PROBLEM TO SOLVE: The span to repeat in the listing below runs from the line containing "filename convoy-core/src/data/dataset.rs" to the line containing "use walkdir::WalkDir;", inclusive. Repeat it exactly, and only it.

RECORDS TO PROCESS:
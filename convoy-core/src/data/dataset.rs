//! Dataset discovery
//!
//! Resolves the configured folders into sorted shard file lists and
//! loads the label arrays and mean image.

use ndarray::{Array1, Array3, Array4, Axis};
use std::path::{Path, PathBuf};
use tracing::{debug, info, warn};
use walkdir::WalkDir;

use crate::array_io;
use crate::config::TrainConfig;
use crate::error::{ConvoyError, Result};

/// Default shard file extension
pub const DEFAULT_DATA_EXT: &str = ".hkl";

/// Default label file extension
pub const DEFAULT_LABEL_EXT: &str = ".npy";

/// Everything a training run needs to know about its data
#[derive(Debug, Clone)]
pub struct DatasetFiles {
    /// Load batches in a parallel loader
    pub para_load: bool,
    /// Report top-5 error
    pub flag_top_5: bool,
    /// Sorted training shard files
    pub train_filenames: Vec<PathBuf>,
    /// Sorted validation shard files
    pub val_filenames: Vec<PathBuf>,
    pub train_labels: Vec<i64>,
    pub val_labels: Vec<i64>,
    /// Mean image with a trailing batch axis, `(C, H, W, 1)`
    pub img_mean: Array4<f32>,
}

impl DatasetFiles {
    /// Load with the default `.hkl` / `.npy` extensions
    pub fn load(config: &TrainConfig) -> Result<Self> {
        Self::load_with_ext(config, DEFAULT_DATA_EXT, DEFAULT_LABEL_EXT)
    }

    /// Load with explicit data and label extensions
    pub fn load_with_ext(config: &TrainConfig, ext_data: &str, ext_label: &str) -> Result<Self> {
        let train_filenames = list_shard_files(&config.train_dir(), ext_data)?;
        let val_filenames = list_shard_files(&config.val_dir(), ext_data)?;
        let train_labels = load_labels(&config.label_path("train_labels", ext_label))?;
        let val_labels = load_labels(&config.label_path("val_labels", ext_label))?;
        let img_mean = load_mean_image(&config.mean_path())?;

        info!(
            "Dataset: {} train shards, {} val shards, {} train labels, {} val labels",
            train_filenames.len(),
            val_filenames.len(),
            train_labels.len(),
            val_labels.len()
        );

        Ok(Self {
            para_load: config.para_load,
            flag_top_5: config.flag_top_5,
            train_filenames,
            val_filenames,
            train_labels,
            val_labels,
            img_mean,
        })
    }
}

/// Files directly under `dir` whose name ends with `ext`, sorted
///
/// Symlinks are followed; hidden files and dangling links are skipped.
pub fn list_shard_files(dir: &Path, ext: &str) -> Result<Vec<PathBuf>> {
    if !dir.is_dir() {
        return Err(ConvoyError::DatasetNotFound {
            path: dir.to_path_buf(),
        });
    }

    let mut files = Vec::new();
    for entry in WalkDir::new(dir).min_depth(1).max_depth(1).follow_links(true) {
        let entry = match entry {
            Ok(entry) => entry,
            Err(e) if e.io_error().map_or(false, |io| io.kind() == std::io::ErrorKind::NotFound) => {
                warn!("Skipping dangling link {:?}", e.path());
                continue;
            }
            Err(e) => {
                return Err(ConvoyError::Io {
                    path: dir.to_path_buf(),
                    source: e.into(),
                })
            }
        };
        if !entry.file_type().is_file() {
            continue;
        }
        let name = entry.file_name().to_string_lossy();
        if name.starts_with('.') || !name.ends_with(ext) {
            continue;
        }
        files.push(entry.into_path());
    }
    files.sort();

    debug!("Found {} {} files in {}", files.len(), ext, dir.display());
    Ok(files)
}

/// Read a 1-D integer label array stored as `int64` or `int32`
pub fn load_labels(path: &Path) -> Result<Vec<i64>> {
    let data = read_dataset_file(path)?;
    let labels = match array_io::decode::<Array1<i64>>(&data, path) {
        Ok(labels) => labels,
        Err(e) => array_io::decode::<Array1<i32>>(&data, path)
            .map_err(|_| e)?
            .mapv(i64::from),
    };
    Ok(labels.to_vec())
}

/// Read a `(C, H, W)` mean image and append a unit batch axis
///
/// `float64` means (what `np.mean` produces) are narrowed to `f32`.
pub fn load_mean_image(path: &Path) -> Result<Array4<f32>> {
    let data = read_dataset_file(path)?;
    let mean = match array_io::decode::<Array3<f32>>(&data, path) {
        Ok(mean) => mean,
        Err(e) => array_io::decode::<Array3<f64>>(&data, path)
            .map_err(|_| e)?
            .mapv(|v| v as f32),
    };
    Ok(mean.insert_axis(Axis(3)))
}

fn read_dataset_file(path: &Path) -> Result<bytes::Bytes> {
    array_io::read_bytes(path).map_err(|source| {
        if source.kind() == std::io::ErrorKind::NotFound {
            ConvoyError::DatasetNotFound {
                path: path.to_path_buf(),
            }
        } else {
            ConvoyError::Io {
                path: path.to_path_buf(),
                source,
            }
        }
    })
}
* * *
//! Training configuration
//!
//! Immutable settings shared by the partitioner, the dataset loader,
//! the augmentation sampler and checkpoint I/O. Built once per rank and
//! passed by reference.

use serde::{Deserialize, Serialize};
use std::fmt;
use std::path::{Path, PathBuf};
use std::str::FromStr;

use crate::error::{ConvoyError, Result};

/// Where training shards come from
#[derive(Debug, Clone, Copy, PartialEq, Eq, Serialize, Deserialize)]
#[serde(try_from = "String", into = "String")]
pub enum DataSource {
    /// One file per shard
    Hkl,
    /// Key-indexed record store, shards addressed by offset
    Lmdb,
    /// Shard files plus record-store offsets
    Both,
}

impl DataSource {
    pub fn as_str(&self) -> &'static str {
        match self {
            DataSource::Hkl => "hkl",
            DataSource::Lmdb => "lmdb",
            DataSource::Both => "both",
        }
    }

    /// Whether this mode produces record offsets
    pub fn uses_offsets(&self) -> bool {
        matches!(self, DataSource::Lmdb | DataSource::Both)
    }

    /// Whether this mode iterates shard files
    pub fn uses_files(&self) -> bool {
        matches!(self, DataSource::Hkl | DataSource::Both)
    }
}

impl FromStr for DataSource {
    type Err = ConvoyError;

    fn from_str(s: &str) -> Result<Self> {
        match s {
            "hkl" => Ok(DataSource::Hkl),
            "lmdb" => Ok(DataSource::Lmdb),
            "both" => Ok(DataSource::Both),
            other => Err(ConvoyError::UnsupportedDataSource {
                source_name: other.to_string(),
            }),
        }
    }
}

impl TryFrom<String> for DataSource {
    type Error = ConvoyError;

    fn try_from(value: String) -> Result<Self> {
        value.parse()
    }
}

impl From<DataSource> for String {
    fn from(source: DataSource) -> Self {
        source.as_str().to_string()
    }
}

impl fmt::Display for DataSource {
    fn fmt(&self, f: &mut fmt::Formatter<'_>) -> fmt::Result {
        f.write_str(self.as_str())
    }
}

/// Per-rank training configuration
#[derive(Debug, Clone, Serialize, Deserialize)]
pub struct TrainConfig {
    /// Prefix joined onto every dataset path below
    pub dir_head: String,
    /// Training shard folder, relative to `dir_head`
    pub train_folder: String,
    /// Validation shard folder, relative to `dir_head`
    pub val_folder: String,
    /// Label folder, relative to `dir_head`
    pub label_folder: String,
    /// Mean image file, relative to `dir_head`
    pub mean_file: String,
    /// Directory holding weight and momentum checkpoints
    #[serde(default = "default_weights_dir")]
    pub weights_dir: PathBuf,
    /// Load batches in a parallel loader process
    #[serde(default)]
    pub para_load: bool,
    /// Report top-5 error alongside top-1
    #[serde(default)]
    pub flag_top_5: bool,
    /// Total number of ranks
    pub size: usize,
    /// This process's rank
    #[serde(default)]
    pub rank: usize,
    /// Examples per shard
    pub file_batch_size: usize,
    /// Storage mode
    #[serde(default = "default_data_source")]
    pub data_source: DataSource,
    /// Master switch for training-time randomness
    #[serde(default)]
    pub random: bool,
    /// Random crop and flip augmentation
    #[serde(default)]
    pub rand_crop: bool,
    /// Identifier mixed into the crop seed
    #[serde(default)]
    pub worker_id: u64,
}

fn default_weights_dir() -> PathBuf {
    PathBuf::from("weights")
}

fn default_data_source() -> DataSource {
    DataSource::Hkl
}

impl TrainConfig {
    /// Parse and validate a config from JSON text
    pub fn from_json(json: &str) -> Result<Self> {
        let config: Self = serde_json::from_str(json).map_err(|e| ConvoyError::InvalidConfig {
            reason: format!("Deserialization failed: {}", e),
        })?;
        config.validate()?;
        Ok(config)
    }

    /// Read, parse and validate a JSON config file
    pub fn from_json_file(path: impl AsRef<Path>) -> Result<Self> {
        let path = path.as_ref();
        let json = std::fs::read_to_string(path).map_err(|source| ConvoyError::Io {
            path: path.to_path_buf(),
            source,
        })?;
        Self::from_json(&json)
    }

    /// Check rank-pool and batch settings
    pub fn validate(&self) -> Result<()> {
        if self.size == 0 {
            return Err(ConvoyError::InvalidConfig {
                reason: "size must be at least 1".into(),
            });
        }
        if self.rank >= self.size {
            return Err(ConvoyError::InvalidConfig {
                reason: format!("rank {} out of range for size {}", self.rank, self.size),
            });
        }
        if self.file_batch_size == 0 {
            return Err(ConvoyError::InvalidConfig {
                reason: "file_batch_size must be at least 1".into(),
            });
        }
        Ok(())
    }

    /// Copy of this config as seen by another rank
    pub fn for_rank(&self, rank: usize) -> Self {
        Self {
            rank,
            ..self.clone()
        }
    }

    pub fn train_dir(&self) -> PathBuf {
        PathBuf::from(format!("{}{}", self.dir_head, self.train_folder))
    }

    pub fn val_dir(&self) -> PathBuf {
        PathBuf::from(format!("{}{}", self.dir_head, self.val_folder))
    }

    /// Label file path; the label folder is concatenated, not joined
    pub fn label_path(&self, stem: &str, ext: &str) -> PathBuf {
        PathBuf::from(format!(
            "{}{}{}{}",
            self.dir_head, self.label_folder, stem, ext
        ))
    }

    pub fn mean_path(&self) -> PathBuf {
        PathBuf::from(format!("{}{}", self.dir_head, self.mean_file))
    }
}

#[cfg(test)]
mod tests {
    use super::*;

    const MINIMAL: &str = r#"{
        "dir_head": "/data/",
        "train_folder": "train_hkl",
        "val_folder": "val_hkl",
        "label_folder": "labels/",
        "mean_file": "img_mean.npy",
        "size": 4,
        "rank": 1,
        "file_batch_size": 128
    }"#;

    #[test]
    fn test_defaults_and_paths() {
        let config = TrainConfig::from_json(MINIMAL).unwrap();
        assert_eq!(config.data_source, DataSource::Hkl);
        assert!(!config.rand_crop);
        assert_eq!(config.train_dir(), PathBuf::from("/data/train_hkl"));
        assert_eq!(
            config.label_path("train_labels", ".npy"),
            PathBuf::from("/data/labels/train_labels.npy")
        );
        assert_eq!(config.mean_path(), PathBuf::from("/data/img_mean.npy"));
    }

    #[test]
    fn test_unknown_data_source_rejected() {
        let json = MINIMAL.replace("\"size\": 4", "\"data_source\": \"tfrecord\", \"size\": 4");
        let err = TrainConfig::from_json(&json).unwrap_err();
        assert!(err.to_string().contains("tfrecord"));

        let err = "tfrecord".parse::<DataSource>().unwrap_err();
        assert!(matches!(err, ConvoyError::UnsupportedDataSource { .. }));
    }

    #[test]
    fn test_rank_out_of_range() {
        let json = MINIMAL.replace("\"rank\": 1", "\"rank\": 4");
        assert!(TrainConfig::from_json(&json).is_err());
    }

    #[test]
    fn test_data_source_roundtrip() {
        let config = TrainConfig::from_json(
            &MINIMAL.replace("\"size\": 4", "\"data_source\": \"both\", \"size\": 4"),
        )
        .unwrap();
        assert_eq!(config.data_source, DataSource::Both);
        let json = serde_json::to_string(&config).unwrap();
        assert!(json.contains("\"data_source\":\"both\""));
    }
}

WRITTEN RESPONSE:
filename convoy-core/src/data/dataset.rs
//! Dataset discovery
//!
//! Resolves the configured folders into sorted shard file lists and
//! loads the label arrays and mean image.

use ndarray::{Array1, Array3, Array4, Axis};
use std::path::{Path, PathBuf};
use tracing::{debug, info, warn};
use walkdir::WalkDir;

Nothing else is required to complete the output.